Alexander le arrebató el teléfono de la mano y se lo llevó al oído.
—Escúchame —gruñó Alexander al teléfono—. Si te acercas a ella, reduciré a cenizas toda tu organización. Sé quién eres.
—Señor Vance —se rió la voz—. Qué protector. Pero no puedes protegerla de todo. Aquí se producen avalanchas con mucha facilidad. La nieve está muy inestable esta noche.
Se cortó la línea.
Alexander se quedó mirando el teléfono, con los nudillos blancos. Se lo devolvió a Evelyn.
«¿La Organización Sombra?», susurró Evelyn, temblando.
«Sí», dijo Alexander.
Miró a Jasper y a Willow, que se habían puesto a su altura.

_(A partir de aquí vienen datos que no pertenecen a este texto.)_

//! DOM fallback extraction over visible markup.
//!
//! Runs only when the structured-data pass comes up short. Card-like
//! elements are found through a prioritized selector set (semantic class
//! names, test-id attributes, then bare production anchors); nested text
//! is pulled with the same first-non-empty fallback. Candidates without a
//! resolvable production id are dropped silently.

use scraper::{ElementRef, Html, Selector};
use url::Url;

use crate::identity::{production_id, FallbackIds};
use crate::price::parse_display_price;
use crate::types::{EventRecord, TicketListing};

const EVENT_CARDS: &str = r#".event-card, [data-testid="event-card"], a[href*="/production/"]"#;
const EVENT_TITLES: [&str; 3] = ["h3", ".event-title", r#"[data-testid="event-title"]"#];
const SEARCH_TITLES: [&str; 3] = ["h3", ".title", r#"[data-testid="title"]"#];
const VENUES: [&str; 2] = [".venue", r#"[data-testid="venue"]"#];
const PRICES: [&str; 2] = [".price", r#"[data-testid="price"]"#];
const LISTING_CARDS: &str = r#".listing-card, [data-testid="listing"]"#;
const SECTIONS: [&str; 2] = [".section", r#"[data-testid="section"]"#];
const ZONES: [&str; 2] = [".zone", r#"[data-testid="zone"]"#];

/// First non-empty text among the prioritized selectors, trimmed.
fn text_of(el: ElementRef<'_>, selectors: &[&str]) -> Option<String> {
    for selector_str in selectors {
        if let Ok(selector) = Selector::parse(selector_str) {
            for found in el.select(&selector) {
                let text = found.text().collect::<String>().trim().to_string();
                if !text.is_empty() {
                    return Some(text);
                }
            }
        }
    }
    None
}

/// The candidate's link: itself when it is an anchor, else its first
/// descendant anchor.
fn card_href(el: ElementRef<'_>) -> Option<String> {
    if el.value().name() == "a" {
        return el.value().attr("href").map(str::to_string);
    }
    let anchor = Selector::parse("a").ok()?;
    el.select(&anchor)
        .next()
        .and_then(|a| a.value().attr("href"))
        .map(str::to_string)
}

/// Resolve an href to an absolute URL under the marketplace origin.
fn absolute_url(href: &str, base: &Url) -> Option<String> {
    if href.starts_with("http://") || href.starts_with("https://") {
        Some(href.to_string())
    } else {
        base.join(href).ok().map(|u| u.to_string())
    }
}

fn first_image(el: ElementRef<'_>) -> Option<String> {
    let img = Selector::parse("img[src]").ok()?;
    el.select(&img)
        .next()
        .and_then(|i| i.value().attr("src"))
        .map(str::to_string)
}

/// Scan the home feed for visible event cards.
pub fn event_cards(doc: &Html, base: &Url) -> Vec<EventRecord> {
    let selector = match Selector::parse(EVENT_CARDS) {
        Ok(s) => s,
        Err(_) => return vec![],
    };

    doc.select(&selector)
        .filter_map(|el| {
            let href = card_href(el)?;
            if !href.contains("/production/") {
                return None;
            }
            let url = absolute_url(&href, base)?;
            let id = production_id(&url)?;

            let title = text_of(el, &EVENT_TITLES).unwrap_or_else(|| "Event".to_string());
            let price = text_of(el, &PRICES).as_deref().and_then(parse_display_price);

            Some(EventRecord {
                id: Some(id.clone()),
                production_id: Some(id),
                name: title,
                locale_date: None,
                venue_name: text_of(el, &VENUES),
                city: None,
                state: None,
                image_url: first_image(el),
                lowest_price: price,
                url: Some(url),
            })
        })
        .collect()
}

/// Scan a search result page for production anchors. The anchor's own
/// text stands in for a title element, truncated at the first pipe
/// (anchors carry "Name | Venue | Date" strings).
pub fn search_anchors(doc: &Html, base: &Url) -> Vec<EventRecord> {
    let selector = match Selector::parse(r#"a[href*="/production/"]"#) {
        Ok(s) => s,
        Err(_) => return vec![],
    };

    doc.select(&selector)
        .filter_map(|el| {
            let href = el.value().attr("href")?;
            let url = absolute_url(href, base)?;
            let id = production_id(&url)?;

            let raw_title = text_of(el, &SEARCH_TITLES)
                .unwrap_or_else(|| el.text().collect::<String>().trim().to_string());
            let title = raw_title
                .split('|')
                .next()
                .map(str::trim)
                .filter(|t| !t.is_empty())
                .map(str::to_string)
                .unwrap_or_else(|| "Event".to_string());

            let price = text_of(el, &PRICES).as_deref().and_then(parse_display_price);

            Some(EventRecord {
                id: Some(id.clone()),
                production_id: Some(id),
                name: title,
                locale_date: None,
                venue_name: text_of(el, &VENUES),
                city: None,
                state: None,
                image_url: first_image(el),
                lowest_price: price,
                url: Some(url),
            })
        })
        .collect()
}

/// Scan a ticket page for visible listing cards. Cards never expose a
/// listing URL, so ids are always generated tokens. Cards without a
/// dollar-prefixed price are dropped.
pub fn listing_cards(doc: &Html, quantity: u32, ids: &mut FallbackIds) -> Vec<TicketListing> {
    let selector = match Selector::parse(LISTING_CARDS) {
        Ok(s) => s,
        Err(_) => return vec![],
    };

    let mut listings = Vec::new();
    for el in doc.select(&selector) {
        let price = match text_of(el, &PRICES).as_deref().and_then(parse_display_price) {
            Some(p) => p,
            None => continue,
        };

        let section = text_of(el, &SECTIONS);
        let zone = text_of(el, &ZONES)
            .or_else(|| section.clone())
            .unwrap_or_else(|| "General".to_string());

        listings.push(TicketListing {
            id: ids.next_id(),
            zone,
            section,
            row: text_of(el, &[".row"]),
            quantity,
            price,
            score: None,
            attributes: vec![],
        });
    }

    listings
}

#[cfg(test)]
mod tests {
    use super::*;

    fn base() -> Url {
        Url::parse("https://www.vividseats.com").unwrap()
    }

    #[test]
    fn test_event_cards_from_semantic_classes() {
        let html = Html::parse_document(
            r#"<div class="event-card">
                 <a href="/production/512345/the-nutcracker"></a>
                 <h3>The Nutcracker</h3>
                 <span class="venue">State Theatre</span>
                 <span class="price">From $64.50</span>
                 <img src="https://img.example/a.jpg">
               </div>"#,
        );
        let records = event_cards(&html, &base());
        // The card and its inner anchor both match the candidate set; the
        // pipeline's dedupe pass keeps the first-seen (card) record.
        assert_eq!(records.len(), 2);
        assert_eq!(records[0].production_id, records[1].production_id);

        let record = &records[0];
        assert_eq!(record.production_id.as_deref(), Some("512345"));
        assert_eq!(record.name, "The Nutcracker");
        assert_eq!(record.venue_name.as_deref(), Some("State Theatre"));
        assert_eq!(record.lowest_price, Some(64.5));
        assert_eq!(
            record.url.as_deref(),
            Some("https://www.vividseats.com/production/512345/the-nutcracker")
        );
        assert_eq!(record.locale_date, None);
    }

    #[test]
    fn test_event_cards_bare_anchor_and_missing_title() {
        let html = Html::parse_document(r#"<a href="/production/777/show"></a>"#);
        let records = event_cards(&html, &base());
        assert_eq!(records.len(), 1);
        assert_eq!(records[0].name, "Event");
        assert_eq!(records[0].production_id.as_deref(), Some("777"));
    }

    #[test]
    fn test_event_cards_drop_unresolvable_identity() {
        let html = Html::parse_document(
            r#"<div class="event-card"><a href="/production/coming-soon">Teaser</a></div>
               <div class="event-card"><a href="/venues/123">Venue</a></div>"#,
        );
        assert!(event_cards(&html, &base()).is_empty());
    }

    #[test]
    fn test_search_anchor_title_truncated_at_pipe() {
        let html = Html::parse_document(
            r#"<a href="https://www.vividseats.com/production/888/x">Hamilton | Orpheum Theatre | Oct 3</a>"#,
        );
        let records = search_anchors(&html, &base());
        assert_eq!(records.len(), 1);
        assert_eq!(records[0].name, "Hamilton");
        assert_eq!(records[0].production_id.as_deref(), Some("888"));
    }

    #[test]
    fn test_listing_cards_zone_falls_back_to_section() {
        let html = Html::parse_document(
            r#"<div class="listing-card">
                 <span class="section">Balcony 2</span>
                 <span class="price">$89</span>
                 <span class="row">F</span>
               </div>
               <div data-testid="listing">
                 <span class="zone">Floor</span>
                 <span class="price">$210.50</span>
               </div>
               <div class="listing-card"><span class="price">sold out</span></div>"#,
        );
        let mut ids = FallbackIds::new();
        let listings = listing_cards(&html, 2, &mut ids);

        assert_eq!(listings.len(), 2);
        assert_eq!(listings[0].zone, "Balcony 2");
        assert_eq!(listings[0].section.as_deref(), Some("Balcony 2"));
        assert_eq!(listings[0].row.as_deref(), Some("F"));
        assert_eq!(listings[0].price, 89.0);
        assert_eq!(listings[0].quantity, 2);
        assert_eq!(listings[0].id, "listing-1");

        assert_eq!(listings[1].zone, "Floor");
        assert_eq!(listings[1].section, None);
        assert_eq!(listings[1].id, "listing-2");
    }
}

«Entrad», ordenó Alexander con voz autoritaria. «Ahora mismo. Willow, ve con Jasper. Corred hacia el chalet. Kaelen está en la puerta».
«¿Qué está pasando?», preguntó Jasper, intuyendo el peligro.

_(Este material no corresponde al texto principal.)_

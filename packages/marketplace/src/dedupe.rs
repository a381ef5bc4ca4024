//! First-seen deduplication over extraction results.

use std::collections::HashSet;
use std::hash::Hash;

/// Collapse `items` to the first-seen item per identity, preserving
/// original order. Items whose key function returns `None` are dropped.
///
/// Idempotent: running it over its own output is a no-op.
pub fn dedupe_by<T, K, F>(items: Vec<T>, key: F) -> Vec<T>
where
    K: Eq + Hash,
    F: Fn(&T) -> Option<K>,
{
    let mut seen = HashSet::new();
    items
        .into_iter()
        .filter(|item| match key(item) {
            Some(k) => seen.insert(k),
            None => false,
        })
        .collect()
}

«¡Id ya!», rugió Alexander.
Willow agarró a Jasper del brazo y lo empujó hacia las luces del chalet.
Alexander se volvió hacia Evelyn. La agarró por la cintura con ambas manos, atrayéndola contra él. El impacto le dejó sin aliento.
La empujó contra un gran pino, protegiendo su cuerpo con el suyo.
«Ya están aquí», dijo Alexander, escudriñando la línea de árboles. «Tenemos que movernos. Fuera del sendero».
«Alexander», dijo Evelyn con voz temblorosa. «Dijeron… avalanchas».
«Lo sé», respondió él.
La miró a los ojos. Tenía la mirada salvaje, llena de adrenalina y miedo —no por él mismo, sino por ella—.
«No dejaré que te lleven», juró. «No otra vez».
Apretó sus labios contra los de ella.
No fue un beso suave. Fue desesperado. Fue una promesa y una súplica. Era un hombre intentando marcarla, anclarla a la tierra para que no se la llevara la corriente. Sus labios estaban ardientes contra el frío aire nocturno.
Evelyn se quedó paralizada un segundo, y luego se derritió. Envolvió sus brazos alrededor de su cuello, atrayéndolo hacia sí. Ante la oscuridad que los observaba desde el bosque, ya no quería resistirse.
Lo deseaba.
Él interrumpió el beso, respirando con dificultad, con la frente apoyada contra la de ella.
«Quédate conmigo», susurró. «Confía en mí».
—Confío en ti —dijo Evelyn. Y, por primera vez en tres años, lo decía en serio.
—Bien —dijo Alexander. Le tomó la mano—. Ahora corre.
Echaron a correr por la nieve, en dirección a la seguridad del chalet, dejando huellas que pronto quedarían cubiertas por la tormenta que se avecinaba.
El juego había cambiado. Las vacaciones habían terminado. La caza había comenzado.